Do you have to eat fucking monalisas everytime? Food is not for your eyes bitch, its for your mouth first and nose second.

F O R C E I T
O
R
C
E

I
T

Spoken like a typical wheelchair-bound jew nigger feminist tranny.

Hang yourself.

...

Except eyes are important, especially when eating food from the wild, dumb fuck.

>denver
>flyover

i wish. all of you californian and new york shitters need to stop moving here. you destroyed your own states, now you've come to destroy mine.

>there are going to be human beings that have existed on this planet for at least 18 years that will say this unholy concoction of grease, cheese and tomato sauce qualifies as a "pizza" to any sentient being in this galaxy

where is all of that grease coming from? i buy cheesy 'zas all of the time but they're not THAT greasy

Ive worked in restaurants before. I'm not a foodie, shit, I drink water out of a garden hose if Im thirsty.

That pizza is shit. I'd eat it in a pinch, but I sure as shit would not serve that to a paying customer, and if I was served that, I would pay, leave a 20% tip, and never, ever go back.

Have some fucking standards.

The size, cheese amount or thickness doesn't bother me.

But no matter what food, if half of it is uncooked and looks like boiled intestines swimming in grease, then it's nasty.
If he baked it a bit longer so the dough is done it would have been so much better.

>it's pretentious to not want to eat literal trash

even a $5 pizza from little ceasers looks better than that pure unadulterated shit.

you're still just giving the equivalent argument to "just turn your brain off bro".

why are you even here?

>perfect looking sausage
>nice gooey melty cheese
>soft and seasoned crust
>very generous portions

HOLY FUCK THIS IS THE PERFECT LATE NIGHT/HANGOVER FOOD. im jelly as fuck a local place doesnt serve pizza like this

the meatballs

That crust has got to be rock hard right?
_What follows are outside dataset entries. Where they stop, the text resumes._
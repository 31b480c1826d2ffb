//! Image aspect ratio expansion library.
//!
//! Expands a raster image to a target aspect ratio by centering it
//! horizontally on a solid-color canvas. The height never changes;
//! only the side margins are filled.

pub mod canvas;
pub mod color;
pub mod file;
pub mod options;

// Re-exports for convenience
pub use canvas::{centering_offset, expand, expanded_width};
pub use color::PaddingColor;
pub use file::{derive_output_path, expand_file};
pub use options::ExpandOptions;

use std::path::PathBuf;

/// Default target aspect ratio (width:height).
pub const DEFAULT_TARGET_RATIO: f64 = 1.91;

/// Default declared source aspect ratio (width:height).
///
/// Recorded for interface symmetry; the computation never consults it.
pub const DEFAULT_SOURCE_RATIO: f64 = 16.0;

/// Errors that can occur during image expansion.
#[derive(Debug, thiserror::Error)]
pub enum ExpandError {
    #[error("Invalid target ratio {0}: ratio must be positive")]
    InvalidTargetRatio(f64),

    #[error("Failed to open image {}: {source}", path.display())]
    Open {
        path: PathBuf,
        source: image::ImageError,
    },

    #[error("Failed to save image {}: {source}", path.display())]
    Save {
        path: PathBuf,
        source: image::ImageError,
    },
}

/// Result type alias for expansion operations.
pub type Result<T> = std::result::Result<T, ExpandError>;
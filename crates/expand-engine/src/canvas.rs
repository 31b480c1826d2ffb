//! Canvas allocation and centered composition.
//!
//! The canvas keeps the source height; only the width changes to reach
//! the target aspect ratio.

use image::{DynamicImage, RgbImage, RgbaImage, imageops};
use tracing::debug;

use crate::options::ExpandOptions;
use crate::{ExpandError, Result};

/// Canvas width for a given source height and target ratio.
///
/// Truncates rather than rounds, so a 100px-high image at ratio 1.91
/// yields a 191px-wide canvas.
pub fn expanded_width(height: u32, target_ratio: f64) -> u32 {
    (f64::from(height) * target_ratio) as u32
}

/// Horizontal offset that centers a `source_width` image on a
/// `canvas_width` canvas.
///
/// Uses floored division: a canvas narrower than the source yields a
/// negative offset, and the composite then crops the source edges evenly.
pub fn centering_offset(canvas_width: u32, source_width: u32) -> i64 {
    (i64::from(canvas_width) - i64::from(source_width)).div_euclid(2)
}

/// Expand `img` onto a solid-color canvas of the target aspect ratio.
///
/// The source is pasted centered with straight overwrite semantics:
/// RGBA sources keep their alpha values as-is, nothing is blended
/// against the background. Sources carrying alpha produce an RGBA
/// canvas; all other color types are normalized to RGB.
///
/// A target ratio narrower than the source's actual ratio produces a
/// canvas narrower than the source, which crops it horizontally rather
/// than padding it. Non-positive ratios are rejected.
pub fn expand(img: &DynamicImage, options: &ExpandOptions) -> Result<DynamicImage> {
    if options.target_ratio <= 0.0 {
        return Err(ExpandError::InvalidTargetRatio(options.target_ratio));
    }

    let (width, height) = (img.width(), img.height());
    let new_width = expanded_width(height, options.target_ratio);
    let x_offset = centering_offset(new_width, width);

    debug!(
        width,
        height,
        new_width,
        new_height = height,
        target_ratio = options.target_ratio,
        x_offset,
        "Expanding image to target aspect ratio"
    );

    let expanded = if img.color().has_alpha() {
        let mut canvas = RgbaImage::from_pixel(new_width, height, options.padding_color.rgba());
        imageops::replace(&mut canvas, &img.to_rgba8(), x_offset, 0);
        DynamicImage::ImageRgba8(canvas)
    } else {
        let mut canvas = RgbImage::from_pixel(new_width, height, options.padding_color.rgb());
        imageops::replace(&mut canvas, &img.to_rgb8(), x_offset, 0);
        DynamicImage::ImageRgb8(canvas)
    };

    Ok(expanded)
}
use serde::Deserialize;

use crate::services::{encoder::FeatureEncoding, scoring::SimilarityMetric};

/// Longest accepted recency window, ten years of hours
pub const MAX_RECENT_WINDOW_HOURS: i64 = 10 * 366 * 24;

/// Application configuration loaded from environment variables
#[derive(Debug, Deserialize, Clone)]
pub struct Config {
    /// Path to the song catalog CSV
    #[serde(default = "default_catalog_path")]
    pub catalog_path: String,

    /// Directory that simulation runs are dumped into
    #[serde(default = "default_results_dir")]
    pub results_dir: String,

    /// Server host address
    #[serde(default = "default_host")]
    pub host: String,

    /// Server port
    #[serde(default = "default_port")]
    pub port: u16,

    /// Weight of the content-based list when combining recommendations
    #[serde(default = "default_content_weight")]
    pub content_weight: f64,

    /// Weight of the collaborative list when combining recommendations
    #[serde(default = "default_collab_weight")]
    pub collab_weight: f64,

    /// Multiplier for the genre bonus added to content scores
    #[serde(default = "default_genre_weight")]
    pub genre_weight: f64,

    /// Songs interacted with inside this window are not recommended again
    #[serde(default = "default_recent_window_hours")]
    pub recent_window_hours: i64,

    /// Recommendation count used when a request does not specify one
    #[serde(default = "default_recommendations")]
    pub default_recommendations: usize,

    #[serde(default)]
    pub similarity_metric: SimilarityMetric,

    #[serde(default)]
    pub feature_encoding: FeatureEncoding,

    /// Seed for every random decision taken by agents
    #[serde(default = "default_simulation_seed")]
    pub simulation_seed: u64,
}

fn default_catalog_path() -> String {
    "data/spotify_songs.csv".to_string()
}

fn default_results_dir() -> String {
    "results".to_string()
}

fn default_host() -> String {
    "127.0.0.1".to_string()
}

fn default_port() -> u16 {
    3000
}

fn default_content_weight() -> f64 {
    0.7
}

fn default_collab_weight() -> f64 {
    0.3
}

fn default_genre_weight() -> f64 {
    1.0
}

fn default_recent_window_hours() -> i64 {
    24
}

fn default_recommendations() -> usize {
    5
}

fn default_simulation_seed() -> u64 {
    42
}

impl Default for Config {
    fn default() -> Self {
        Self {
            catalog_path: default_catalog_path(),
            results_dir: default_results_dir(),
            host: default_host(),
            port: default_port(),
            content_weight: default_content_weight(),
            collab_weight: default_collab_weight(),
            genre_weight: default_genre_weight(),
            recent_window_hours: default_recent_window_hours(),
            default_recommendations: default_recommendations(),
            similarity_metric: SimilarityMetric::default(),
            feature_encoding: FeatureEncoding::default(),
            simulation_seed: default_simulation_seed(),
        }
    }
}

impl Config {
    /// Load configuration from environment variables
    pub fn from_env() -> anyhow::Result<Self> {
        dotenvy::dotenv().ok();
        let config = envy::from_env::<Config>()
            .map_err(|e| anyhow::anyhow!("Failed to load config: {}", e))?;
        config.validate()?;
        Ok(config)
    }

    pub fn validate(&self) -> anyhow::Result<()> {
        for (name, value) in [
            ("CONTENT_WEIGHT", self.content_weight),
            ("COLLAB_WEIGHT", self.collab_weight),
            ("GENRE_WEIGHT", self.genre_weight),
        ] {
            if !value.is_finite() || value < 0.0 {
                anyhow::bail!("{} must be a non-negative number, got {}", name, value);
            }
        }

        if !(0..=MAX_RECENT_WINDOW_HOURS).contains(&self.recent_window_hours) {
            anyhow::bail!(
                "RECENT_WINDOW_HOURS must be between 0 and {}, got {}",
                MAX_RECENT_WINDOW_HOURS,
                self.recent_window_hours
            );
        }

        if self.default_recommendations == 0 {
            anyhow::bail!("DEFAULT_RECOMMENDATIONS must be at least 1");
        }

        Ok(())
    }
}

#[cfg(test)]
mod tests {
    use super::*;

    #[test]
    fn test_defaults_are_valid() {
        let config = Config::default();
        assert!(config.validate().is_ok());
        assert_eq!(config.content_weight, 0.7);
        assert_eq!(config.collab_weight, 0.3);
        assert_eq!(config.similarity_metric, SimilarityMetric::Cosine);
        assert_eq!(config.feature_encoding, FeatureEncoding::MinMax);
    }

    #[test]
    fn test_negative_weight_rejected() {
        let config = Config {
            collab_weight: -0.1,
            ..Config::default()
        };
        assert!(config.validate().is_err());
    }

    #[test]
    fn test_zero_recommendations_rejected() {
        let config = Config {
            default_recommendations: 0,
            ..Config::default()
        };
        assert!(config.validate().is_err());
    }

    #[test]
    fn test_recent_window_bounds() {
        for hours in [-1, MAX_RECENT_WINDOW_HOURS + 1, 100_000_000_000, i64::MAX] {
            let config = Config {
                recent_window_hours: hours,
                ..Config::default()
            };
            assert!(config.validate().is_err(), "{} hours accepted", hours);
        }

        let config = Config {
            recent_window_hours: MAX_RECENT_WINDOW_HOURS,
            ..Config::default()
        };
        assert!(config.validate().is_ok());
    }

    #[test]
    fn test_deserialize_from_pairs() {
        let vars = vec![
            ("PORT".to_string(), "8080".to_string()),
            ("SIMILARITY_METRIC".to_string(), "inverse_distance".to_string()),
            ("FEATURE_ENCODING".to_string(), "raw".to_string()),
        ];
        let config: Config = envy::from_iter(vars).unwrap();
        assert_eq!(config.port, 8080);
        assert_eq!(config.similarity_metric, SimilarityMetric::InverseDistance);
        assert_eq!(config.feature_encoding, FeatureEncoding::Raw);
        assert_eq!(config.catalog_path, "data/spotify_songs.csv");
    }
}
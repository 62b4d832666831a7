use ndarray::{Array2, ArrayView1};
use serde::Deserialize;

use crate::{
    error::{AppError, AppResult},
    models::{Song, AUDIO_FEATURES},
    services::catalog::Catalog,
};

/// How song attributes are turned into vectors
#[derive(Debug, Clone, Copy, Default, PartialEq, Eq, Deserialize)]
#[serde(rename_all = "snake_case")]
pub enum FeatureEncoding {
    /// Rescale each attribute to [0, 1] over the catalog
    #[default]
    #[serde(rename = "minmax", alias = "min_max")]
    MinMax,
    /// Use the published values unchanged
    Raw,
}

/// Maps a song to a fixed-width numeric vector
pub trait FeatureEncoder: Send + Sync {
    fn dimensions(&self) -> usize;

    fn encode(&self, song: &Song) -> Vec<f64>;
}

#[derive(Debug, Clone, Copy, Default)]
pub struct RawEncoder;

impl FeatureEncoder for RawEncoder {
    fn dimensions(&self) -> usize {
        AUDIO_FEATURES.len()
    }

    fn encode(&self, song: &Song) -> Vec<f64> {
        song.features.to_vec()
    }
}

/// Per-dimension min/max scaling fitted on a catalog.
///
/// A dimension with no spread maps every value to 0.5.
#[derive(Debug, Clone)]
pub struct MinMaxEncoder {
    mins: Vec<f64>,
    maxs: Vec<f64>,
}

impl MinMaxEncoder {
    pub fn fit(catalog: &Catalog) -> Self {
        let width = AUDIO_FEATURES.len();
        let mut mins = vec![f64::INFINITY; width];
        let mut maxs = vec![f64::NEG_INFINITY; width];

        for song in catalog.songs() {
            for (i, value) in song.features.to_vec().into_iter().enumerate() {
                mins[i] = mins[i].min(value);
                maxs[i] = maxs[i].max(value);
            }
        }

        Self { mins, maxs }
    }
}

impl FeatureEncoder for MinMaxEncoder {
    fn dimensions(&self) -> usize {
        self.mins.len()
    }

    fn encode(&self, song: &Song) -> Vec<f64> {
        song.features
            .to_vec()
            .into_iter()
            .zip(self.mins.iter().zip(&self.maxs))
            .map(|(value, (min, max))| {
                let span = max - min;
                if span.is_finite() && span > 0.0 {
                    ((value - min) / span).clamp(0.0, 1.0)
                } else {
                    0.5
                }
            })
            .collect()
    }
}

/// Builds the encoder selected by configuration
pub fn build_encoder(encoding: FeatureEncoding, catalog: &Catalog) -> Box<dyn FeatureEncoder> {
    match encoding {
        FeatureEncoding::MinMax => Box::new(MinMaxEncoder::fit(catalog)),
        FeatureEncoding::Raw => Box::new(RawEncoder),
    }
}

/// Dense matrix of encoded songs, one row per catalog index
#[derive(Debug, Clone)]
pub struct FeatureMatrix {
    data: Array2<f64>,
}

impl FeatureMatrix {
    /// Builds a matrix from rows that must all be `dimensions` wide
    pub fn from_rows(dimensions: usize, rows: Vec<Vec<f64>>) -> AppResult<Self> {
        let count = rows.len();
        let mut flat = Vec::with_capacity(count * dimensions);
        for row in rows {
            if row.len() != dimensions {
                return Err(AppError::DimensionMismatch {
                    expected: dimensions,
                    found: row.len(),
                });
            }
            flat.extend(row);
        }

        let data = Array2::from_shape_vec((count, dimensions), flat)
            .map_err(|e| AppError::Internal(format!("Feature matrix shape: {}", e)))?;
        Ok(Self { data })
    }

    pub fn encode_catalog(catalog: &Catalog, encoder: &dyn FeatureEncoder) -> AppResult<Self> {
        let rows = catalog.songs().iter().map(|s| encoder.encode(s)).collect();
        let matrix = Self::from_rows(encoder.dimensions(), rows)?;
        tracing::debug!(
            rows = matrix.rows(),
            dimensions = matrix.dimensions(),
            "Encoded catalog features"
        );
        Ok(matrix)
    }

    pub fn rows(&self) -> usize {
        self.data.nrows()
    }

    pub fn dimensions(&self) -> usize {
        self.data.ncols()
    }

    pub fn is_empty(&self) -> bool {
        self.data.nrows() == 0
    }

    pub fn row(&self, index: usize) -> Option<ArrayView1<'_, f64>> {
        (index < self.rows()).then(|| self.data.row(index))
    }

    pub fn as_array(&self) -> &Array2<f64> {
        &self.data
    }
}

#[cfg(test)]
mod tests {
    use super::*;
    use crate::models::song::test_song;

    fn catalog() -> Catalog {
        Catalog::from_songs(vec![
            test_song("a", "pop", [0.2, 0.5, 0.1, 0.4, 80.0]),
            test_song("b", "pop", [0.6, 0.5, 0.3, 0.8, 160.0]),
            test_song("c", "rock", [1.0, 0.5, 0.5, 0.6, 120.0]),
        ])
        .unwrap()
    }

    #[test]
    fn test_raw_encoder_passes_values_through() {
        let catalog = catalog();
        let encoded = RawEncoder.encode(catalog.get_song("b").unwrap());
        assert_eq!(encoded, vec![0.6, 0.5, 0.3, 0.8, 160.0]);
    }

    #[test]
    fn test_minmax_scales_to_unit_range() {
        let catalog = catalog();
        let encoder = MinMaxEncoder::fit(&catalog);
        let a = encoder.encode(catalog.get_song("a").unwrap());
        let c = encoder.encode(catalog.get_song("c").unwrap());

        assert_eq!(a[0], 0.0);
        assert_eq!(c[0], 1.0);
        assert_eq!(a[4], 0.0);
        assert_eq!(c[4], 0.5);
        // energy is constant across the catalog
        assert_eq!(a[1], 0.5);
        assert_eq!(c[1], 0.5);
    }

    #[test]
    fn test_encode_catalog_builds_matrix() {
        let catalog = catalog();
        let matrix = FeatureMatrix::encode_catalog(&catalog, &RawEncoder).unwrap();
        assert_eq!(matrix.rows(), 3);
        assert_eq!(matrix.dimensions(), 5);
        assert_eq!(matrix.row(1).unwrap()[4], 160.0);
        assert!(matrix.row(3).is_none());
    }

    #[test]
    fn test_ragged_rows_rejected() {
        let result = FeatureMatrix::from_rows(2, vec![vec![1.0, 0.0], vec![1.0]]);
        assert!(matches!(
            result,
            Err(AppError::DimensionMismatch {
                expected: 2,
                found: 1
            })
        ));
    }

    #[test]
    fn test_encoding_from_config_value() {
        #[derive(Deserialize)]
        struct Holder {
            encoding: FeatureEncoding,
        }
        let parsed: Holder = serde_json::from_str(r#"{"encoding":"minmax"}"#).unwrap();
        assert_eq!(parsed.encoding, FeatureEncoding::MinMax);
        let parsed: Holder = serde_json::from_str(r#"{"encoding":"raw"}"#).unwrap();
        assert_eq!(parsed.encoding, FeatureEncoding::Raw);
    }
}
It has to be to hold all that cheese a grease.

>3 days old meatballs
>way too much artificial cheese
>raw dough

enjoy your diarrhea

>Not everything has to be top quality food you pretentious fuck. Sometimes you just want to stuff your face with some nice greasy junk food.

t. Americans

IT WAS CLEARLY THE OVERTHICK UNDERCOOKED DOUGH M8

What is this reddit mentality that eating shit is okay if it's done with company?

>would you also like a tasty batch of popcorn with that pizza sir ?

no, the toppings slid off like they were on ice.

The toppings were barely cooked and the dough was uncooked. There is a "conspiracy theory" that this dude just went on the show to get an expensive makeover/advertising. This guy cooked pizza's for 20 something years. So I'm inclined to believe it was intentionally shit.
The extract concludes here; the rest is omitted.